Allyson Pollock’s motion to BMA Council about the NHS Reinstatement Bill

Professor Allyson Pollock writes

On January 14th 2015 I asked the BMA Council to agree that ‘successive government policies have caused widespread disruption to the English NHS which we would seek to redress’ and examine the provisions of the proposed NHS Reinstatement Bill and also the National Health Service (Amended Duties and Powers) Bill sponsored by Clive Efford MP, to determine which provisions were in line with BMA policy and that might put into practice policies defined by the representative body.

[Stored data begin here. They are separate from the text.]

use chrono::{DateTime, FixedOffset, NaiveDate, Utc};
use rust_decimal_macros::dec;
use serde::{Deserialize, Serialize};
use std::time::Duration;

use crate::decimal::{Money, Rate};
use crate::errors::{LoanError, Result};
use crate::types::TrueUpPolicy;

/// lending configuration
#[derive(Debug, Clone, PartialEq, Serialize, Deserialize)]
pub struct LendingConfig {
    pub policy: LoanPolicy,
    pub pricing: PricingConfig,
    pub calendar: CalendarConfig,
    pub client: ClientConfig,
}

/// bounds enforced on applications and approvals
#[derive(Debug, Clone, PartialEq, Serialize, Deserialize)]
pub struct LoanPolicy {
    pub min_amount: Money,
    pub max_amount: Money,
    pub min_days: u32,
    pub max_days: u32,
    pub default_total_days: u32,
}

/// interest and penalty pricing
#[derive(Debug, Clone, PartialEq, Serialize, Deserialize)]
pub struct PricingConfig {
    /// flat interest over the whole term
    pub interest_rate: Rate,
    /// share of an installment's principal charged per overdue day
    pub penalty_rate: Rate,
    pub true_up: TrueUpPolicy,
}

/// business calendar used for due dates and "today"
#[derive(Debug, Clone, PartialEq, Serialize, Deserialize)]
pub struct CalendarConfig {
    pub utc_offset_minutes: i32,
}

/// client-side request timeouts against the loan service
#[derive(Debug, Clone, PartialEq, Serialize, Deserialize)]
pub struct ClientConfig {
    pub default_timeout_secs: u64,
    pub upload_timeout_secs: u64,
    pub profile_update_timeout_secs: u64,
    pub settings_update_timeout_secs: u64,
}

impl LendingConfig {
    /// the standard daily micro-loan product
    pub fn standard() -> Self {
        Self {
            policy: LoanPolicy {
                min_amount: Money::from_major(1_000),
                max_amount: Money::from_major(100_000),
                min_days: 1,
                max_days: 365,
                default_total_days: 100,
            },
            pricing: PricingConfig {
                interest_rate: Rate::from_percentage(20),
                penalty_rate: Rate::from_percentage(50),
                true_up: TrueUpPolicy::SpreadRemainder,
            },
            calendar: CalendarConfig {
                // IST
                utc_offset_minutes: 330,
            },
            client: ClientConfig {
                default_timeout_secs: 10,
                upload_timeout_secs: 30,
                profile_update_timeout_secs: 60,
                settings_update_timeout_secs: 30,
            },
        }
    }

    /// parse and validate a json configuration
    pub fn from_json(json: &str) -> Result<Self> {
        let config: LendingConfig = serde_json::from_str(json).map_err(|e| {
            LoanError::InvalidConfiguration {
                message: e.to_string(),
            }
        })?;
        config.validate()?;
        Ok(config)
    }

    /// check internal consistency
    pub fn validate(&self) -> Result<()> {
        let policy = &self.policy;

        if !policy.min_amount.is_positive() {
            return Err(invalid("min_amount must be positive"));
        }
        if policy.min_amount > policy.max_amount {
            return Err(invalid("min_amount exceeds max_amount"));
        }
        if policy.min_days == 0 {
            return Err(invalid("min_days must be at least 1"));
        }
        if policy.min_days > policy.max_days {
            return Err(invalid("min_days exceeds max_days"));
        }
        if policy.default_total_days < policy.min_days || policy.default_total_days > policy.max_days {
            return Err(invalid("default_total_days outside [min_days, max_days]"));
        }
        if self.pricing.interest_rate.is_negative() {
            return Err(invalid("interest_rate must not be negative"));
        }
        if self.pricing.penalty_rate.is_negative() || self.pricing.penalty_rate.as_decimal() > dec!(10) {
            return Err(invalid("penalty_rate must be within [0, 1000%]"));
        }
        if self.calendar.offset().is_none() {
            return Err(invalid("utc_offset_minutes out of range"));
        }

        Ok(())
    }
}

impl Default for LendingConfig {
    fn default() -> Self {
        Self::standard()
    }
}

impl CalendarConfig {
    pub fn offset(&self) -> Option<FixedOffset> {
        FixedOffset::east_opt(self.utc_offset_minutes.checked_mul(60)?)
    }

    /// business date of an instant
    pub fn business_date(&self, at: DateTime<Utc>) -> NaiveDate {
        match self.offset() {
            Some(offset) => at.with_timezone(&offset).date_naive(),
            None => at.date_naive(),
        }
    }
}

impl ClientConfig {
    pub fn default_timeout(&self) -> Duration {
        Duration::from_secs(self.default_timeout_secs)
    }

    pub fn upload_timeout(&self) -> Duration {
        Duration::from_secs(self.upload_timeout_secs)
    }

    pub fn profile_update_timeout(&self) -> Duration {
        Duration::from_secs(self.profile_update_timeout_secs)
    }

    pub fn settings_update_timeout(&self) -> Duration {
        Duration::from_secs(self.settings_update_timeout_secs)
    }
}

fn invalid(message: &str) -> LoanError {
    LoanError::InvalidConfiguration {
        message: message.to_string(),
    }
}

The BMA Council has now set up a task and finish group to do this.​

Here is the text of my opening speech at Council:

“I present this motion as a critical step in determining BMA Council’s constitutional role in implementing the BMA Representative Board’s strong policies in support of repealing the Health and Social Care Act 2012, abolishing the internal market, and Foundation Trusts and PFI. The status quo is not an option.

The question for the BMA is – when a new government comes to power what will take the place of the Health and Social Care Act 2012?

The BMA must be ready and prepared to state its vision of health care delivery to its members, to patients and to people and to lobby parliamentarians after the election. However, political pledges will not restore our NHS, only legislation will do this. This is why we need the next parliament to introduce an NHS Reinstatement Bill.

The Health and Social Care Act 2012 abolished the duty to provide core NHS services throughout England, a duty which has been in place for 64 years. It put in place a new system for market contracting, for reducing the current level of NHS services and mechanisms for providers to restrict eligiblity and entitlement to NHS care and to pick and choose the patients they will treat. For the first time in the history of the NHS there is now a legal requirement for providers to set out in their licenses who is and who isn’t eligible for NHS funded services and treatment (Section 103 Health and Social Care Act 2012). Foundation Trusts are also expected to reduce the services they provide. This Act takes the logic of the internal market to its final conclusion, it abolishes the NHS as a public system of health care paving the way for user charges and for other regressive forms of funding. In its place will be privatized health care operated and provided by large corporations.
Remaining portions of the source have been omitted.